The plasmids of the members of the Bacillus cereus sensu lato group of organisms are essential in defining the phenotypic traits associated with pathogenesis and ecology. For example, Bacillus anthracis contains two plasmids, pXO1 and pXO2, encoding toxin production and encapsulation, respectively, that define this species pathogenic potential, whereas the presence of a Bt toxin-encoding plasmid defines Bacillus thuringiensis isolates. In this study the plasmids from B. cereus isolates that produce emetic toxin or are linked to periodontal disease were sequenced and analyzed.
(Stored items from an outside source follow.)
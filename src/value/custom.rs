//! Type-erased wrapper for caller-defined values.
//!
//! A `CustomValue` carries its own type identifier, so the codec can look
//! up the matching converter in the registry without knowing the concrete
//! type. Converters downcast through `as_any` to reach the payload.

use std::{any::Any, fmt};

/// A caller-defined value the codec can serialize once a converter for its
/// type identifier is registered.
pub trait CustomObject: fmt::Debug + Send + Sync + 'static {
    /// Stable type identifier used for registry lookup and the wire marker.
    fn type_id(&self) -> &str;

    fn clone_box(&self) -> Box<dyn CustomObject>;

    fn as_any(&self) -> &dyn Any;
}

/// Boxed, clonable holder for a [`CustomObject`].
pub struct CustomValue(Box<dyn CustomObject>);

impl CustomValue {
    pub fn new(obj: impl CustomObject) -> Self {
        Self(Box::new(obj))
    }

    pub fn type_id(&self) -> &str {
        // Qualified call: `Any::type_id` is also in scope and would
        // otherwise resolve on the `Box` itself.
        CustomObject::type_id(self.0.as_ref())
    }

    /// Downcasts to the concrete type, if it matches.
    pub fn downcast_ref<T: 'static>(&self) -> Option<&T> {
        self.0.as_any().downcast_ref::<T>()
    }
}

impl Clone for CustomValue {
    fn clone(&self) -> Self {
        Self(self.0.clone_box())
    }
}

impl fmt::Debug for CustomValue {
    fn fmt(&self, f: &mut fmt::Formatter<'_>) -> fmt::Result {
        self.0.fmt(f)
    }
}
Two periodontal isolates examined contained almost identical ∼272-kb plasmids, named pPER272. The emetic toxin-producing isolate contained one ∼270-kb plasmid, named pCER270, encoding the cereulide biosynthesis gene cluster. Comparative sequence analyses of these B. cereus plasmids revealed a high degree of sequence similarity to the B. anthracis pXO1 plasmid, especially in a putative replication region. These plasmids form a newly defined group of pXO1-like plasmids. However, these novel plasmids do not contain the pXO1 pathogenicity island, which in each instance is replaced by plasmid specific DNA. Plasmids pCER270 and pPER272 share regions that are not found in any other pXO1-like plasmids. Evolutionary studies suggest that these plasmids are more closely related to each other than to other identified B. cereus plasmids. Screening of a population of B. cereus group isolates revealed that pXO1-like plasmids are more often found in association with clinical isolates. This study demonstrates that the pXO1-like plasmids may define pathogenic B. cereus isolates in the same way that pXO1 and pXO2 define the B. anthracis species.